===== RECORDED DATA =====

//! Property-Based Tests for Cache Module
//!
//! Uses proptest to check the cache's lookup, expiry and eviction rules
//! over arbitrary operation sequences.

use proptest::prelude::*;
use std::collections::{HashMap, HashSet};
use std::sync::Arc;
use std::time::Duration;

use crate::cache::{Clock, ManualClock, TimedCache};

// == Test Configuration ==
const TEST_TTL_MS: u64 = 1_000;

// == Strategies ==
/// Generates cache keys
fn key_strategy() -> impl Strategy<Value = String> {
    "[a-z0-9_]{1,16}"
}

#[derive(Debug, Clone)]
enum CacheOp {
    Set { key: String, value: u32 },
    Get { key: String },
    Advance { ms: u64 },
}

fn cache_op_strategy() -> impl Strategy<Value = CacheOp> {
    prop_oneof![
        3 => (key_strategy(), any::<u32>()).prop_map(|(key, value)| CacheOp::Set { key, value }),
        3 => key_strategy().prop_map(|key| CacheOp::Get { key }),
        1 => (0u64..1_500).prop_map(|ms| CacheOp::Advance { ms }),
    ]
}

fn manual_cache(max_entries: usize) -> (TimedCache<u32>, ManualClock) {
    let clock = ManualClock::new(0);
    let cache = TimedCache::with_clock(
        Duration::from_millis(TEST_TTL_MS),
        max_entries,
        Arc::new(clock.clone()),
    );
    (cache, clock)
}

proptest! {
    #![proptest_config(ProptestConfig::with_cases(100))]

    // A key that was never set is always absent.
    #[test]
    fn prop_unknown_keys_absent(
        keys in prop::collection::vec(key_strategy(), 0..20),
        probe in "[A-Z]{1,8}"
    ) {
        let (mut cache, _) = manual_cache(50);
        for key in keys {
            cache.set(key, 1);
        }
        prop_assert_eq!(cache.get(&probe), None);
    }

    // A fresh set is immediately readable.
    #[test]
    fn prop_set_then_get(key in key_strategy(), value in any::<u32>()) {
        let (mut cache, _) = manual_cache(10);
        cache.set(key.clone(), value);
        prop_assert_eq!(cache.get(&key), Some(&value));
    }

    // The entry count never exceeds the cap after any insert.
    #[test]
    fn prop_capacity_enforcement(
        ops in prop::collection::vec(cache_op_strategy(), 1..200),
        max_entries in 1usize..20
    ) {
        let (mut cache, clock) = manual_cache(max_entries);

        for op in ops {
            match op {
                CacheOp::Set { key, value } => {
                    cache.set(key, value);
                    prop_assert!(
                        cache.len() <= max_entries,
                        "Cache size {} exceeds max {}",
                        cache.len(),
                        max_entries
                    );
                }
                CacheOp::Get { key } => {
                    cache.get(&key);
                }
                CacheOp::Advance { ms } => clock.advance(Duration::from_millis(ms)),
            }
        }
    }

    // Filling past the cap with distinct keys settles at the cap and keeps
    // exactly the most recently inserted keys.
    #[test]
    fn prop_fifo_eviction_order(
        keys in prop::collection::hash_set(key_strategy(), 2..40),
        max_entries in 1usize..10
    ) {
        let keys: Vec<String> = keys.into_iter().collect();
        let (mut cache, _) = manual_cache(max_entries);

        for (i, key) in keys.iter().enumerate() {
            cache.set(key.clone(), i as u32);
        }

        prop_assert_eq!(cache.len(), keys.len().min(max_entries));

        let survivors = keys.len().saturating_sub(max_entries);
        for (i, key) in keys.iter().enumerate() {
            if i < survivors {
                prop_assert_eq!(cache.get(key), None, "Key '{}' should have been evicted", key);
            } else {
                prop_assert_eq!(cache.get(key), Some(&(i as u32)));
            }
        }
    }

    // Lookups never change which key is evicted next.
    #[test]
    fn prop_reads_do_not_reorder(
        keys in prop::collection::hash_set(key_strategy(), 3..10),
        reads in prop::collection::vec(0usize..10, 0..20),
        new_key in "[A-Z]{1,8}"
    ) {
        let keys: Vec<String> = keys.into_iter().collect();
        let (mut cache, _) = manual_cache(keys.len());

        for key in &keys {
            cache.set(key.clone(), 0);
        }
        for index in reads {
            cache.get(&keys[index % keys.len()]);
        }

        cache.set(new_key.clone(), 1);

        prop_assert_eq!(cache.get(&keys[0]), None);
        prop_assert_eq!(cache.get(&new_key), Some(&1));
    }

    // Past the TTL every entry reads as absent and is dropped from the count.
    #[test]
    fn prop_ttl_expiration(
        entries in prop::collection::hash_map(key_strategy(), any::<u32>(), 1..20),
        extra_ms in 0u64..10_000
    ) {
        let (mut cache, clock) = manual_cache(100);
        for (key, value) in &entries {
            cache.set(key.clone(), *value);
        }

        clock.advance(Duration::from_millis(TEST_TTL_MS + extra_ms));

        for key in entries.keys() {
            prop_assert_eq!(cache.get(key), None);
        }
        prop_assert_eq!(cache.len(), 0);
        prop_assert_eq!(cache.stats().expirations, entries.len() as u64);
    }

    // Hits and misses line up with a simple reference model.
    #[test]
    fn prop_matches_reference_model(ops in prop::collection::vec(cache_op_strategy(), 1..100)) {
        let max_entries = 8;
        let (mut cache, clock) = manual_cache(max_entries);

        // key -> (value, inserted_at), plus insertion order
        let mut model: HashMap<String, (u32, u64)> = HashMap::new();
        let mut order: Vec<String> = Vec::new();
        let mut expected_hits = 0u64;
        let mut expected_misses = 0u64;

        for op in ops {
            let now = clock.now_ms();
            match op {
                CacheOp::Set { key, value } => {
                    if model.insert(key.clone(), (value, now)).is_none() {
                        order.push(key.clone());
                    }
                    if model.len() > max_entries {
                        let oldest = order.remove(0);
                        model.remove(&oldest);
                    }
                    cache.set(key, value);
                }
                CacheOp::Get { key } => {
                    let stored = model.get(&key).copied();
                    let expected = match stored {
                        Some((value, at)) if now - at < TEST_TTL_MS => Some(value),
                        Some(_) => {
                            model.remove(&key);
                            order.retain(|k| k != &key);
                            None
                        }
                        None => None,
                    };
                    match expected {
                        Some(_) => expected_hits += 1,
                        None => expected_misses += 1,
                    }
                    prop_assert_eq!(cache.get(&key).copied(), expected);
                }
                CacheOp::Advance { ms } => clock.advance(Duration::from_millis(ms)),
            }
        }

        let stats = cache.stats();
        prop_assert_eq!(stats.hits, expected_hits);
        prop_assert_eq!(stats.misses, expected_misses);
        prop_assert_eq!(cache.len(), model.len());
        let tracked: HashSet<&String> = order.iter().collect();
        prop_assert_eq!(tracked.len(), model.len());
    }
}
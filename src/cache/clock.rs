//! Clock Module
//!
//! Time source used to stamp and age cache entries.

use std::fmt::Debug;
use std::sync::atomic::{AtomicU64, Ordering};
use std::sync::Arc;
use std::time::{Duration, SystemTime, UNIX_EPOCH};

// == Clock Trait ==
/// Source of the current time in Unix milliseconds.
pub trait Clock: Debug + Send + Sync {
    /// Returns the current time in milliseconds.
    fn now_ms(&self) -> u64;
}

// == System Clock ==
/// Wall-clock time from the operating system.
#[derive(Debug, Clone, Copy, Default)]
pub struct SystemClock;

impl Clock for SystemClock {
    fn now_ms(&self) -> u64 {
        current_timestamp_ms()
    }
}

// == Manual Clock ==
/// Clock that only moves when told to.
///
/// Clones share the same underlying time, so a test can keep one handle
/// and hand another to the cache.
#[derive(Debug, Clone, Default)]
pub struct ManualClock {
    now: Arc<AtomicU64>,
}

impl ManualClock {
    /// Creates a manual clock starting at `start_ms`.
    pub fn new(start_ms: u64) -> Self {
        Self {
            now: Arc::new(AtomicU64::new(start_ms)),
        }
    }

    /// Moves the clock forward by `by`.
    pub fn advance(&self, by: Duration) {
        self.now.fetch_add(duration_ms(by), Ordering::SeqCst);
    }

    /// Jumps the clock to an absolute time.
    pub fn set_ms(&self, now_ms: u64) {
        self.now.store(now_ms, Ordering::SeqCst);
    }
}

impl Clock for ManualClock {
    fn now_ms(&self) -> u64 {
        self.now.load(Ordering::SeqCst)
    }
}

// == Utility Functions ==
/// Returns current Unix timestamp in milliseconds.
///
/// A system clock set before the epoch reads as zero.
fn current_timestamp_ms() -> u64 {
    duration_ms(
        SystemTime::now()
            .duration_since(UNIX_EPOCH)
            .unwrap_or_default(),
    )
}

/// Whole milliseconds in `duration`, saturating at `u64::MAX`.
///
/// Sub-millisecond remainders are dropped.
pub fn duration_ms(duration: Duration) -> u64 {
    u64::try_from(duration.as_millis()).unwrap_or(u64::MAX)
}
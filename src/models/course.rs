//! Course records
//!
//! Rows of the `study_material` table and the values kept in the cache.

use anyhow::Context;
use serde::{Deserialize, Serialize};
use serde_json::Value;

/// A generated course as stored in the `study_material` table.
#[derive(Debug, Clone, PartialEq, Serialize, Deserialize)]
#[serde(rename_all = "camelCase")]
pub struct Course {
    /// Auto-increment row id; newer courses have larger ids
    pub id: i64,
    /// Public course identifier used by `GET /courses?courseId=`
    pub course_id: String,
    pub course_type: String,
    pub topic: String,
    pub difficulty_level: String,
    /// Generated outline, if generation has finished
    pub course_layout: Option<Value>,
    /// Owner of the course
    pub created_by: String,
    pub status: String,
}

/// Fields needed to insert a course; the row id is assigned by the store.
#[derive(Debug, Clone, PartialEq, Deserialize)]
#[serde(rename_all = "camelCase")]
pub struct NewCourse {
    pub course_id: String,
    pub course_type: String,
    pub topic: String,
    #[serde(default = "default_difficulty")]
    pub difficulty_level: String,
    #[serde(default)]
    pub course_layout: Option<Value>,
    pub created_by: String,
    #[serde(default = "default_status")]
    pub status: String,
}

fn default_difficulty() -> String {
    "Easy".to_string()
}

fn default_status() -> String {
    "Generating".to_string()
}

impl NewCourse {
    /// Creates a course with default difficulty, no layout and status `Generating`.
    pub fn new(
        course_id: impl Into<String>,
        course_type: impl Into<String>,
        topic: impl Into<String>,
        created_by: impl Into<String>,
    ) -> Self {
        Self {
            course_id: course_id.into(),
            course_type: course_type.into(),
            topic: topic.into(),
            difficulty_level: default_difficulty(),
            course_layout: None,
            created_by: created_by.into(),
            status: default_status(),
        }
    }

    /// Attaches a generated layout.
    pub fn with_layout(mut self, layout: Value) -> Self {
        self.course_layout = Some(layout);
        self
    }

    /// Turns the draft into a stored course with the given row id.
    pub fn into_course(self, id: i64) -> Course {
        Course {
            id,
            course_id: self.course_id,
            course_type: self.course_type,
            topic: self.topic,
            difficulty_level: self.difficulty_level,
            course_layout: self.course_layout,
            created_by: self.created_by,
            status: self.status,
        }
    }
}

/// Raw row as read by sqlx; `course_layout` is JSON text.
#[derive(Debug, sqlx::FromRow)]
pub struct CourseRow {
    pub id: i64,
    pub course_id: String,
    pub course_type: String,
    pub topic: String,
    pub difficulty_level: String,
    pub course_layout: Option<String>,
    pub created_by: String,
    pub status: String,
}

impl TryFrom<CourseRow> for Course {
    type Error = anyhow::Error;

    fn try_from(row: CourseRow) -> Result<Self, Self::Error> {
        let course_layout = row
            .course_layout
            .as_deref()
            .map(serde_json::from_str::<Value>)
            .transpose()
            .with_context(|| format!("invalid course_layout JSON for course {}", row.course_id))?;

        Ok(Self {
            id: row.id,
            course_id: row.course_id,
            course_type: row.course_type,
            topic: row.topic,
            difficulty_level: row.difficulty_level,
            course_layout,
            created_by: row.created_by,
            status: row.status,
        })
    }
}

/// Value type held in the shared course cache.
///
/// List and single lookups share one cache and one entry cap; their keys are
/// namespaced so they never collide.
#[derive(Debug, Clone, PartialEq)]
pub enum CachedResult {
    /// Courses of one owner, newest first
    Courses(Vec<Course>),
    /// A single course found by its course id
    Course(Course),
}

/// Cache key for an owner's course list.
pub fn owner_cache_key(owner_id: &str) -> String {
    format!("courses_{}", owner_id)
}

/// Cache key for a single course.
pub fn course_cache_key(course_id: &str) -> String {
    format!("course_{}", course_id)
}
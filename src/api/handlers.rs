//! API Handlers
//!
//! HTTP request handlers for the course endpoints. Each course handler
//! consults the cache first and only queries the repository on a miss.

use std::sync::Arc;
use tokio::sync::RwLock;

use axum::{
    extract::{Query, State},
    http::{header, HeaderName},
    Json,
};
use tracing::{debug, error};

use crate::cache::{duration_ms, TimedCache};
use crate::config::Config;
use crate::error::{ApiError, Result};
use crate::models::{
    course_cache_key, owner_cache_key, CachedResult, Course, CourseListResponse, CourseQuery,
    CourseResponse, HealthResponse, ListCoursesRequest, StatsResponse,
};
use crate::repository::CourseRepository;

/// `Cache-Control` sent with owner course lists.
pub const LIST_CACHE_CONTROL: &str = "public, s-maxage=180, stale-while-revalidate=300";

/// `Cache-Control` sent with single course lookups.
pub const COURSE_CACHE_CONTROL: &str = "public, s-maxage=300, stale-while-revalidate=600";

/// JSON body with a `Cache-Control` header.
pub type CachedJson<T> = ([(HeaderName, &'static str); 1], Json<T>);

/// Application state shared across all handlers.
///
/// The cache is created once at startup and injected here; nothing in the
/// crate holds it as a global.
#[derive(Clone)]
pub struct AppState {
    /// Shared course cache
    pub cache: Arc<RwLock<TimedCache<CachedResult>>>,
    /// Backing course store
    pub repository: Arc<dyn CourseRepository>,
}

impl AppState {
    /// Creates a new AppState with the given cache and repository.
    pub fn new(cache: TimedCache<CachedResult>, repository: Arc<dyn CourseRepository>) -> Self {
        Self {
            cache: Arc::new(RwLock::new(cache)),
            repository,
        }
    }

    /// Creates a new AppState with a cache sized from the Config.
    pub fn from_config(config: &Config, repository: Arc<dyn CourseRepository>) -> Self {
        let cache = TimedCache::new(config.cache_ttl(), config.cache_max_entries);
        Self::new(cache, repository)
    }

    /// Returns the owner's cached course list, if fresh.
    async fn cached_courses(&self, key: &str) -> Option<Vec<Course>> {
        // Write lock: a lookup may drop an expired entry
        let mut cache = self.cache.write().await;
        match cache.get(key) {
            Some(CachedResult::Courses(courses)) => Some(courses.clone()),
            _ => None,
        }
    }

    /// Returns the cached single course, if fresh.
    async fn cached_course(&self, key: &str) -> Option<Course> {
        let mut cache = self.cache.write().await;
        match cache.get(key) {
            Some(CachedResult::Course(course)) => Some(course.clone()),
            _ => None,
        }
    }

    async fn store(&self, key: String, value: CachedResult) {
        self.cache.write().await.set(key, value);
    }
}

/// Handler for POST /courses
///
/// Lists the courses created by `createdBy`, newest first. Results, empty
/// lists included, are cached under `courses_<createdBy>`.
///
/// The cache lock is not held while the repository is queried, so two
/// concurrent misses for the same owner both reach the store.
pub async fn list_courses_handler(
    State(state): State<AppState>,
    Json(req): Json<ListCoursesRequest>,
) -> Result<CachedJson<CourseListResponse>> {
    if let Some(error_msg) = req.validate() {
        return Err(ApiError::InvalidRequest(error_msg));
    }

    let key = owner_cache_key(&req.created_by);
    let courses = match state.cached_courses(&key).await {
        Some(courses) => courses,
        None => {
            let courses = state
                .repository
                .list_by_owner(&req.created_by)
                .await
                .map_err(|err| {
                    error!(owner = %req.created_by, "Failed to list courses: {:#}", err);
                    ApiError::from(err)
                })?;
            debug!(owner = %req.created_by, count = courses.len(), "Caching course list");
            state
                .store(key, CachedResult::Courses(courses.clone()))
                .await;
            courses
        }
    };

    Ok((
        [(header::CACHE_CONTROL, LIST_CACHE_CONTROL)],
        Json(CourseListResponse::new(courses)),
    ))
}

/// Handler for GET /courses?courseId=
///
/// Fetches one course. Only found courses are cached; a missing course
/// answers `{"result": null}` and is looked up again next time.
pub async fn get_course_handler(
    State(state): State<AppState>,
    Query(query): Query<CourseQuery>,
) -> Result<CachedJson<CourseResponse>> {
    let course_id = query.course_id().map_err(ApiError::InvalidRequest)?;

    let key = course_cache_key(course_id);
    let course = match state.cached_course(&key).await {
        Some(course) => Some(course),
        None => {
            let course = state.repository.get_by_id(course_id).await.map_err(|err| {
                error!(course_id, "Failed to fetch course: {:#}", err);
                ApiError::from(err)
            })?;
            if let Some(found) = &course {
                state.store(key, CachedResult::Course(found.clone())).await;
            }
            course
        }
    };

    Ok((
        [(header::CACHE_CONTROL, COURSE_CACHE_CONTROL)],
        Json(CourseResponse::new(course)),
    ))
}

/// Handler for GET /stats
///
/// Returns cache counters and settings.
pub async fn stats_handler(State(state): State<AppState>) -> Json<StatsResponse> {
    let cache = state.cache.read().await;
    let stats = cache.stats();

    Json(StatsResponse::new(
        &stats,
        duration_ms(cache.ttl()),
        cache.max_entries(),
    ))
}

/// Handler for GET /health
pub async fn health_handler() -> Json<HealthResponse> {
    Json(HealthResponse::healthy())
}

=====

BRIEF >> Every line in the records above that holds "async" counts once; state the total and nothing else.

SOLUTION FOR THIS EXERCISE >> 7